Wie schon in den Jahren zuvor sei das Unternehmen auch dazu aufgefordert worden, politische Äußerungen aus dem Netz zu nehmen, monierte Dorothy Chou, Politikberaterin bei Google, im Unternehmensblog.
Etwa 7.000 Inhalte bemängelten die Gerichte in mehr als 60 Ländern - eine Anfrage konnte sich auf mehrere Videos oder Internetadressen beziehen. Im Durchschnitt gab Google 65 Prozent der Anfragen nach. Zu den Gerichtsanordnungen kamen zusätzlich mehr als 500 Anfragen von Polizei und Verwaltung, von denen das Unternehmen 47 Prozent umsetzte.

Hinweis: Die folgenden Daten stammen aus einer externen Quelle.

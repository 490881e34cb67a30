//! Focus and selection of the active text input
//!
//! The bridge follows the focused surface given by the compositor. Among the
//! text inputs enabled on that surface it picks the most recently enabled
//! one, and keeps the bound input method activated on it:
//!
//! ```text
//!  Idle ── focus on a client with text inputs ──> FocusedDisabled
//!                                                   │        ^
//!                                            enable │        │ disable, focus change
//!                                                   v        │
//!                   FocusedEnabledWithIm <── bind ── FocusedEnabled
//!                                        ── unbind ─>
//! ```
//!
//! Every change of the active text input deactivates the input method first,
//! then activates it again with a snapshot of the new text input's state.

use imbridge_backend::{protocol::Interface, server::Handle};
use imbridge_protocols::text_input::{
    v1::ZWP_TEXT_INPUT_V1_INTERFACE, v2::ZWP_TEXT_INPUT_V2_INTERFACE, v3::ZWP_TEXT_INPUT_V3_INTERFACE,
};

use crate::{
    compositor::{OutputRef, SurfaceRef},
    input_method::{grab::ModifiersState, ImEvent, InputMethodId},
    state::{Rect, StateChanges, TextInputState},
    text_input::{TextInputId, TextInputLike},
    Core, Error,
};

static TEXT_INPUT_INTERFACES: [&Interface; 3] =
    [&ZWP_TEXT_INPUT_V1_INTERFACE, &ZWP_TEXT_INPUT_V2_INTERFACE, &ZWP_TEXT_INPUT_V3_INTERFACE];

/// State of the active text-input slot
#[derive(Debug, Default, Clone, Copy, PartialEq, Eq)]
pub enum BridgeState {
    /// nothing focused, or the focused client has no text input
    #[default]
    Idle,
    /// the focused client has text inputs, none enabled
    FocusedDisabled,
    /// a text input of the focused client is enabled, no input method serves it
    FocusedEnabled,
    /// the input method is activated on the enabled text input
    FocusedEnabledWithIm,
}

/// Input panel state reported to v1 and v2 text inputs
#[derive(Debug, Default, Clone, Copy, PartialEq, Eq)]
pub struct InputPanelState {
    /// whether the panel is shown
    pub visible: bool,
    /// area of the focused surface the panel covers
    pub rect: Rect,
}

/// How a text input state reaches the input method
#[derive(Debug, Clone, Copy, PartialEq, Eq)]
pub(crate) enum Forward {
    /// fields changed since the last state sent
    Diff,
    /// every field
    Full,
    /// every field, after telling the input method to start over
    Reset,
}

/// Fields the input method knows about
const FORWARDED: StateChanges = StateChanges::SURROUNDING_TEXT
    .union(StateChanges::CHANGE_CAUSE)
    .union(StateChanges::CONTENT_TYPE)
    .union(StateChanges::PREFERRED_LANGUAGE);

#[derive(Debug, Default)]
pub(crate) struct Bridge {
    pub(crate) focused: Option<SurfaceRef>,
    pub(crate) focused_output: Option<OutputRef>,
    pub(crate) active: Option<TextInputId>,
    pub(crate) input_method: Option<InputMethodId>,
    /// last state sent to the input method
    pub(crate) sent: Option<TextInputState>,
    pub(crate) state: BridgeState,
    pub(crate) modifiers: ModifiersState,
    pub(crate) panel: InputPanelState,
}

impl Core {
    /// Move the keyboard focus.
    ///
    /// Text inputs of the previously focused client get `leave`, those of the
    /// newly focused client get `enter`. Focusing the already focused surface
    /// does nothing.
    pub fn set_focused_surface<D: AsMut<Core> + 'static>(
        &mut self,
        handle: &mut Handle<D>,
        surface: Option<SurfaceRef>,
    ) -> Result<(), Error> {
        if let Some(surface) = &surface {
            if !surface.is_alive(handle) {
                return Err(Error::DeadObject(surface.id().clone()));
            }
        }
        self.change_focus(handle, surface);
        Ok(())
    }

    /// The focused surface
    pub fn focused_surface(&self) -> Option<&SurfaceRef> {
        self.bridge.focused.as_ref()
    }

    /// Set the output top-level panels go to when they did not name one
    pub fn set_focused_output<D>(&mut self, handle: &mut Handle<D>, output: Option<OutputRef>) {
        if self.bridge.focused_output != output {
            self.bridge.focused_output = output;
            self.update_panels(handle);
        }
    }

    /// The output set by [`set_focused_output`](Core::set_focused_output)
    pub fn focused_output(&self) -> Option<&OutputRef> {
        self.bridge.focused_output.as_ref()
    }

    /// State of the active text-input slot
    pub fn bridge_state(&self) -> BridgeState {
        self.bridge.state
    }

    /// Tell the active text input whether the input panel is shown and what it
    /// covers, for v1 and v2 text inputs
    pub fn update_input_panel_state<D>(&mut self, handle: &mut Handle<D>, visible: bool, rect: Rect) {
        self.bridge.panel = InputPanelState { visible, rect };
        if let Some(text_input) = self.active_text_input() {
            text_input.send_input_panel_state(handle, visible, rect);
        }
    }

    /// The last state given to [`update_input_panel_state`](Core::update_input_panel_state)
    pub fn input_panel_state(&self) -> InputPanelState {
        self.bridge.panel
    }

    /// Whether the active text input asked for the input panel (v1 and v2)
    pub fn input_panel_wanted(&self) -> bool {
        self.active_text_input().map_or(false, |text_input| text_input.panel_requested)
    }

    pub(crate) fn change_focus<D: AsMut<Core> + 'static>(
        &mut self,
        handle: &mut Handle<D>,
        focused: Option<SurfaceRef>,
    ) {
        if self.bridge.focused == focused {
            return;
        }
        log::debug!(
            "Focus {:?} -> {:?}",
            self.bridge.focused.as_ref().map(SurfaceRef::id),
            focused.as_ref().map(SurfaceRef::id)
        );
        // the active text input is enabled on the old surface, it cannot stay
        if self.bridge.active.take().is_some() {
            self.deactivate_input_method(handle);
        }
        let previous = std::mem::replace(&mut self.bridge.focused, focused.clone());
        if let Some(previous) = &previous {
            for (_, text_input) in self.text_inputs.iter_mut() {
                if text_input.entered.as_ref() == Some(previous) {
                    text_input.send_leave(handle);
                }
            }
        }
        if let Some(focused) = &focused {
            let text_inputs = &mut self.text_inputs;
            for interface in TEXT_INPUT_INTERFACES {
                // a dead client has nothing left to enter
                let _ = handle.for_each_resource_of(focused.client_of(), interface, |handle, id| {
                    let Some((_, text_input)) =
                        text_inputs.iter_mut().find(|(_, text_input)| text_input.resource == id)
                    else {
                        return;
                    };
                    if text_input.wants_enter(focused) {
                        text_input.send_enter(handle, focused);
                    }
                });
            }
        }
        self.refresh(handle);
    }

    /// Send `enter` or `leave` to a text input whose interest in the focused
    /// surface changed
    pub(crate) fn sync_enter<D>(&mut self, handle: &mut Handle<D>, key: TextInputId) {
        let focused = self.bridge.focused.clone();
        let Some(text_input) = self.text_inputs.get_mut(key) else { return };
        match focused {
            Some(focused) if text_input.wants_enter(&focused) => {
                if text_input.entered.as_ref() != Some(&focused) {
                    text_input.send_enter(handle, &focused);
                }
            }
            _ => text_input.send_leave(handle),
        }
    }

    /// Select the active text input again, moving the input method along
    pub(crate) fn refresh<D: AsMut<Core> + 'static>(&mut self, handle: &mut Handle<D>) {
        let selected = self.select_active();
        if selected != self.bridge.active {
            log::debug!(
                "Active text input {:?} -> {:?}",
                self.active_text_input().map(|text_input| text_input.resource.clone()),
                selected.and_then(|key| self.text_inputs.get(key)).map(|text_input| text_input.resource.clone())
            );
            self.deactivate_input_method(handle);
            self.bridge.active = selected;
            self.activate_input_method(handle);
            self.update_panels(handle);
        }
        self.update_bridge_state();
    }

    /// The text input enabled on the focused surface that was enabled last
    fn select_active(&self) -> Option<TextInputId> {
        let focused = self.bridge.focused.as_ref()?;
        self.text_inputs
            .iter()
            .filter(|(_, text_input)| text_input.enabled_surface() == Some(focused))
            .max_by_key(|(_, text_input)| (text_input.enable_seq, text_input.created))
            .map(|(key, _)| key)
    }

    /// Activate the bound input method on the active text input, if both exist
    pub(crate) fn activate_input_method<D: AsMut<Core> + 'static>(&mut self, handle: &mut Handle<D>) {
        let Some(active) = self.bridge.active else { return };
        let Some(im_key) = self.bridge.input_method else { return };
        let Some(state) = self.text_inputs.get(active).map(|text_input| text_input.current.clone())
        else {
            return;
        };
        let Some(im) = self.input_methods.get_mut(im_key) else { return };
        im.deactivate(handle);
        im.activate(im_key, handle, &state, &mut self.purposes);
        let map = im.modifiers_map.clone();
        self.bridge.sent = Some(state);
        if let Some(map) = map {
            if let Some(text_input) = self.text_inputs.get_mut(active) {
                text_input.send_im_event(handle, ImEvent::ModifiersMap(map));
            }
        }
    }

    fn deactivate_input_method<D>(&mut self, handle: &mut Handle<D>) {
        if let Some(im) = self.bridge.input_method.and_then(|key| self.input_methods.get_mut(key)) {
            im.deactivate(handle);
        }
        self.bridge.sent = None;
    }

    /// Send the active text input's state to the input method
    pub(crate) fn forward_state<D>(&mut self, handle: &mut Handle<D>, forward: Forward) {
        let Some(text_input) = self.active_text_input() else { return };
        let state = text_input.current.clone();
        let Some(im_key) = self.bridge.input_method.filter(|key| self.input_methods.contains(*key))
        else {
            log::debug!("No input method, dropping state of {}", text_input.resource);
            return;
        };
        let Some(im) = self.input_methods.get_mut(im_key) else { return };
        match forward {
            Forward::Diff => {
                let changes = match &self.bridge.sent {
                    Some(sent) => state.changes_from(sent) & FORWARDED,
                    None => FORWARDED,
                };
                if changes.is_empty() {
                    return;
                }
                im.send_state(handle, &state, changes, &mut self.purposes);
            }
            Forward::Full => im.send_state(handle, &state, StateChanges::all(), &mut self.purposes),
            Forward::Reset => im.reset(handle, &state, &mut self.purposes),
        }
        self.bridge.sent = Some(state);
    }

    /// A v1 or v2 text input asked the input method to start over
    pub(crate) fn text_input_reset<D>(&mut self, handle: &mut Handle<D>, key: TextInputId) {
        if self.bridge.active == Some(key) {
            self.forward_state(handle, Forward::Reset);
        }
    }

    /// Action on the pre-edit of a v1 text input, for a v1 input method
    pub(crate) fn invoke_action<D>(
        &mut self,
        handle: &mut Handle<D>,
        key: TextInputId,
        button: u32,
        index: u32,
    ) {
        if self.bridge.active != Some(key) {
            return;
        }
        if let Some(im) = self.input_method() {
            im.invoke_action(handle, button, index);
        }
    }

    /// Recompute the bridge state, logging transitions
    pub(crate) fn update_bridge_state(&mut self) {
        let state = match (&self.bridge.focused, self.bridge.active) {
            (None, _) => BridgeState::Idle,
            (Some(focused), None) => {
                let client = focused.client_of();
                if self.text_inputs.iter().any(|(_, text_input)| text_input.client() == client) {
                    BridgeState::FocusedDisabled
                } else {
                    BridgeState::Idle
                }
            }
            (Some(_), Some(_)) => match self.input_method() {
                Some(im) if im.is_active() => BridgeState::FocusedEnabledWithIm,
                _ => BridgeState::FocusedEnabled,
            },
        };
        if state != self.bridge.state {
            log::debug!("Bridge {:?} -> {:?}", self.bridge.state, state);
            self.bridge.state = state;
        }
    }
}

#[cfg(test)]
mod tests {
    use super::*;

    #[test]
    fn rectangle_and_enabled_are_not_forwarded() {
        assert!(!FORWARDED.contains(StateChanges::CURSOR_RECTANGLE));
        assert!(!FORWARDED.contains(StateChanges::ENABLED));
        assert!(FORWARDED.contains(StateChanges::SURROUNDING_TEXT | StateChanges::CONTENT_TYPE));
    }

    #[test]
    fn fresh_bridge_is_idle() {
        let core = Core::new(crate::Config::default());
        assert_eq!(core.bridge_state(), BridgeState::Idle);
        assert!(core.focused_surface().is_none());
        assert!(core.active_text_input().is_none());
        assert_eq!(core.input_panel_state(), InputPanelState::default());
    }
}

Besonders alarmierend sei, dass "einige Anfragen aus Ländern kommen, von denen es nicht unbedingt zu erwarten war - westliche Demokratien, die man nicht typischerweise mit Zensur in Verbindung bringt". So sei aus Kanada der Wunsch gekommen, ein YouTube-Video von einem Kanadier zu löschen, der auf seinen Reisepass uriniert und ihn dann die Toilette hinunterspült. Dem sei das Unternehmen nicht nachgekommen.
Spanische Behörden wollten etwa 270 Suchergebnisse löschen lassen, die auf Blogs und Zeitungsartikel unter anderem über Politiker verwiesen. Aus Polen sei eine Anfrage von einer öffentlichen Organisation gekommen: Verlinkungen auf eine Website, auf der sie sich kritisiert fühlte, sollten aus dem Netz verschwinden, so der Internetkonzern in seinem aktuellen "Transparency Report".